There’s a big difference between being psychologically masculine/feminine and being anatomically male/female. I think that male/female should refer to your anatomy, whereas masculine/feminine should refer more to your psychology/personality/sexuality. Gender identity and personal aesthetics, I think, should be referred to in terms of being masculine and/or feminine rather than simply male/female, because it’s more dependent on psychology rather than actual anatomy, whereas actual anatomical gender should be refereed to as simply male/female. This especially goes for social interactions and impersonal “titles” like He/She. My personal opinion is that whether a person is specifically referred to as He or She should be dependant on anatomical gender, not gender identity. To use those two “titles” based on gender identity is just confusing people in general, especially with people who are gender fluid, and easily switch between or identify with both masculine and feminine psychologies.  And have you ever tried using “S/he” in casual conversation? How do you even pronounce that? I’ve tried, it just doesn’t work. It seriously bugs me.

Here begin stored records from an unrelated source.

//! Identity index: alias sets and the "same repository" relation.
//!
//! Stateless. Two records from different sources are the same repository iff
//! their alias sets intersect.

use crate::github_url;
use crate::types::{AliasSet, LocalRepo, RemoteRepo, RemoteSet, RepoId};

/// Aliases of a working copy: directory name, manifest-declared name, and the
/// repository name of every GitHub-pointing remote.
pub fn local_aliases(dir_name: &str, manifest_name: Option<&str>, remotes: &RemoteSet) -> AliasSet {
    let from_remotes = remotes
        .values()
        .filter_map(|url| github_url::parse(url))
        .map(|slug| slug.name);
    AliasSet::build(
        dir_name,
        manifest_name
            .map(str::to_owned)
            .into_iter()
            .chain(from_remotes),
    )
}

/// Aliases of a hosted repository: its name and stable id.
pub fn remote_aliases(name: &str, id: &RepoId) -> AliasSet {
    AliasSet::build(name, [id.0.clone()])
}

pub fn is_same_repo(a: &AliasSet, b: &AliasSet) -> bool {
    a.intersects(b)
}

/// Indices of every local record identified with `remote`, in input order.
///
/// More than one index means the identity is ambiguous; callers take the first.
pub fn matching_locals(remote: &RemoteRepo, locals: &[LocalRepo]) -> Vec<usize> {
    locals
        .iter()
        .enumerate()
        .filter(|(_, local)| is_same_repo(&remote.aliases, &local.aliases))
        .map(|(idx, _)| idx)
        .collect()
}
//! Status classification of pairs.
//!
//! Tag order:
//! 1. `NotLocalMaster` (working copy is not on the default branch)
//! 2. `NotSynced` (ahead, behind, modified or untracked count above zero)
//! 3. `NotGithubMaster` (hosted default branch is not the default branch)
//!
//! Only the sides present in the pair are evaluated. Any tag makes the pair
//! ineligible for mutation; the operator fixes it outside tandem and re-runs.

use std::fmt;

use serde::Serialize;

use tandem_core::RepoPair;

/// Reason a pair may not be mutated.
#[derive(Debug, Clone, Copy, PartialEq, Eq, Serialize)]
#[serde(rename_all = "snake_case")]
pub enum StatusTag {
    NotLocalMaster,
    NotSynced,
    NotGithubMaster,
}

impl StatusTag {
    /// Short machine-friendly key.
    pub fn key(&self) -> &'static str {
        match self {
            StatusTag::NotLocalMaster => "not_local_master",
            StatusTag::NotSynced => "not_synced",
            StatusTag::NotGithubMaster => "not_github_master",
        }
    }
}

impl fmt::Display for StatusTag {
    fn fmt(&self, f: &mut fmt::Formatter<'_>) -> fmt::Result {
        match self {
            StatusTag::NotLocalMaster => write!(f, "local repo is not on the default branch"),
            StatusTag::NotSynced => write!(f, "local repo is out of sync with its upstream"),
            StatusTag::NotGithubMaster => {
                write!(f, "github repo default branch is not the default branch")
            }
        }
    }
}

/// Classify one pair against the expected default branch.
pub fn classify_status(pair: &RepoPair, default_branch: &str) -> Vec<StatusTag> {
    let mut tags = Vec::new();
    if let Some(local) = &pair.local {
        if local.branch != default_branch {
            tags.push(StatusTag::NotLocalMaster);
        }
        if !local.status.is_synced() {
            tags.push(StatusTag::NotSynced);
        }
    }
    if let Some(remote) = &pair.remote {
        if remote.branch != default_branch {
            tags.push(StatusTag::NotGithubMaster);
        }
    }
    tags
}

This confusion has just been complicating things and causing a social rift between gender fluid/transsexual people and “mundanes,” for a lack of a better way to put it. A cat that acts like a dog & psychologically wants to be a dog is still a cat; That doesn’t mean there’s anything wrong with the cat acting like a dog or being treated like a dog on a social interaction level; but when we take her to the vet, she’s still medically treated as a cat, regardless of her “identity” as a dog. As far as I’m concerned, the same goes for humans, for the most part. We humans have the medical prowess & technology to, to some extent, alter our biological gender; but why are we causing such confusion with our words and language, just because we identify with a stereotype or a gender identity that is not, in western society, commonly considered a “default” for our anatomical gender?

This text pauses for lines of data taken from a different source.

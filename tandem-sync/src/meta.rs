//! Metadata reconciliation: the local manifest is authoritative for
//! description and topics, but only for the fields it declares.

use tandem_core::{normalize_topics, RepoMeta};

/// Metadata the hosted repository should carry, or `None` when it already does.
pub fn meta_update(local: &RepoMeta, remote: &RepoMeta) -> Option<RepoMeta> {
    let description = match local.description.as_deref().map(str::trim) {
        Some(d) if !d.is_empty() => Some(d.to_string()),
        _ => remote.description.clone(),
    };
    let topics = if local.topics.is_empty() {
        remote.topics.clone()
    } else {
        normalize_topics(&local.topics)
    };
    let desired = RepoMeta {
        description,
        topics,
    };

    let unchanged = desired.description == remote.description
        && normalize_topics(&desired.topics) == normalize_topics(&remote.topics);
    if unchanged {
        None
    } else {
        Some(desired)
    }
}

If you’re a guy but you want to be a woman or insist you’re a woman that was just “born in a man’s body,” that’s totally kewl with me.There’s an operation for that,  but be serious – wanting to become a woman and actually being one are two different things. If you’ve still got a shlong, putting on a low-cut mini-dress and 6-inch stiletto heels doesn’t magically mean you no longer have a shlong.

You may disagree with my viewpoint, and you’re welcome to, but if your a male saving up for a gender swap operation, until you’ve actually had that operation, you’re still a “he” in my books; I’ll keep calling you a “he” until that operation, no matter how damn feminine & sexy you look in a small tight miniskirt and tank top. Growing a nice rack isn’t what changes what’s down between your thighs. The same goes for me for women wishing to become men; if you don’t have any kind of man-bits, whether surgically constructed or not, and were born physically a girl, then you’re going to be called “she”by me.

If someone prefers to be masculine/feminine in their personality and behaviors, then I’ll respectfully treat them in the fashion they wish to be treated, regardless of anatomy; that doesn’t mean I’ll not call anatomical males “he” or anatomical females “she” based on their anatomical makeup rather than their gender identity.  Being insulted by my doing so, also, is just plain childish and silly to me.